Weedy Seadragon

Phyllopteryx taeniolatus
Image by Richard Ling.

Weedy seadragons are only found in Australian waters.

They are weird and mystical looking – not quite seahorse, not quite fish. However, the weedy seadragon is closely related to the seahorse, being a member of the syngnathidae family. As well as looking like seaweed, seadragons move in a similar swaying motion as seaweed in the water current. This enables them to camouflage themselves and deceive unsuspecting prey.

They are not strong swimmers and are often found washed ashore after storms. Their habitat is listed as exposed reefs between 1-50 metres. Weedy seadragons can grow to about 46cm in length. The camouflage is quite good – they do resemble seaweed floating on the bottom of the sea floor so unless you know what you are looking for, can be easily overlooked. Once you have found a few of these creatures it becomes easier to spot them.

The seadragon’s diet mainly consists of plankton, sea lice, larval fishes, and small shrimp-like crustaceans called mysids. They seem to suck their prey straight into the snout!

There is much concern for the future of the weedy seadragon and others in their family.
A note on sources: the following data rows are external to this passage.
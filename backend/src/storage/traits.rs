//! # Storage Traits
//!
//! This module defines the storage abstraction traits that allow different
//! storage backends to be used interchangeably in the domain layer.

use anyhow::Result;

use crate::domain::models::archive::Archive;
use crate::domain::models::version::FileVersion;

/// Trait defining the interface for document storage operations
///
/// This trait abstracts away the specific storage implementation details,
/// allowing the domain layer to work with different backends (local JSON
/// files, a synced container, etc.) without modification.
///
/// Note: all operations are synchronous; the core performs no internal
/// concurrency.
pub trait LogStorage: Send + Sync {
    /// Persist a document payload to its location
    fn save_document(&self, document_id: &str, archive: &Archive) -> Result<()>;

    /// Load a document payload; `None` if nothing exists at the location
    fn load_document(&self, document_id: &str) -> Result<Option<Archive>>;

    /// List all document identifiers, ordered by name
    fn list_documents(&self) -> Result<Vec<String>>;

    /// Delete a document along with any version sidecars
    fn delete_document(&self, document_id: &str) -> Result<()>;

    /// Whether a document exists at the location
    fn document_exists(&self, document_id: &str) -> Result<bool>;
}

/// Trait defining the interface for competing-version bookkeeping
///
/// This abstracts the sync layer's version history so the conflict flow
/// can be exercised against an in-memory fake, independent of any real
/// storage or sync backend.
pub trait VersionStorage: Send + Sync {
    /// Enumerate the revisions competing with a document's local copy
    fn list_competing_versions(&self, document_id: &str) -> Result<Vec<FileVersion>>;

    /// Raw payload of one competing revision
    fn load_version_payload(&self, document_id: &str, version_id: &str) -> Result<Vec<u8>>;

    /// Flag a revision as settled without removing it
    fn mark_resolved(&self, document_id: &str, version_id: &str) -> Result<()>;

    /// Drop a revision from the candidate set
    fn remove_version(&self, document_id: &str, version_id: &str) -> Result<()>;
}
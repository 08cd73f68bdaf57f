//! Serialized snapshot of a log: the on-disk document payload.
//!
//! An archive exists only at the encode/decode boundary. Encoding is pure;
//! decoding is all-or-nothing, so a malformed payload never partially
//! populates an aggregate. The payload carries no schema version field:
//! shape mismatches fail decode outright rather than migrating.

use serde::{Deserialize, Serialize};
use thiserror::Error;

use super::baby::Baby;
use super::event_store::EventStore;
use super::log::Log;

/// Error raised at the archive boundary.
#[derive(Debug, Error)]
pub enum ArchiveError {
    /// Payload is not a well-formed log document
    #[error("malformed log payload: {0}")]
    Decode(#[source] serde_json::Error),
    /// The log could not be serialized
    #[error("could not serialize log payload: {0}")]
    Encode(#[source] serde_json::Error),
}

/// Snapshot of a log's contents: exactly one baby profile and one event
/// store.
#[derive(Debug, Clone, PartialEq, Serialize, Deserialize)]
#[serde(rename_all = "camelCase")]
pub struct Archive {
    pub baby: Baby,
    pub event_store: EventStore,
}

impl Archive {
    /// Serialize to the on-disk JSON payload. Equal values produce
    /// identical bytes modulo map key order.
    pub fn encode(&self) -> Result<Vec<u8>, ArchiveError> {
        serde_json::to_vec_pretty(self).map_err(ArchiveError::Encode)
    }

    /// Parse a payload previously produced by [`Archive::encode`].
    pub fn decode(bytes: &[u8]) -> Result<Self, ArchiveError> {
        serde_json::from_slice(bytes).map_err(ArchiveError::Decode)
    }

    /// Consume the snapshot into a live log with empty undo history.
    pub fn into_log(self) -> Log {
        Log::from_parts(self.baby, self.event_store)
    }
}

impl From<&Log> for Archive {
    fn from(log: &Log) -> Self {
        Self {
            baby: log.baby().clone(),
            event_store: log.events().clone(),
        }
    }
}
While larger fish prey on young weedy seadragons, adults have few, if any, predators. They are mainly threatened by marine pollution, habitat destruction, and international aquarium trade.

Breeding occurs annually, usually in late spring. Prior to mating, the male weedy seadragon prepares the area of his tail where he will keep the eggs. His tail becomes slightly swollen, soft, and spongy. The female lays up to 300 eggs on this area and they are fertilized. The male seadragon carries these eggs for two months after which hatching occurs over a period of six days. They can live for up to 10 years in the wild.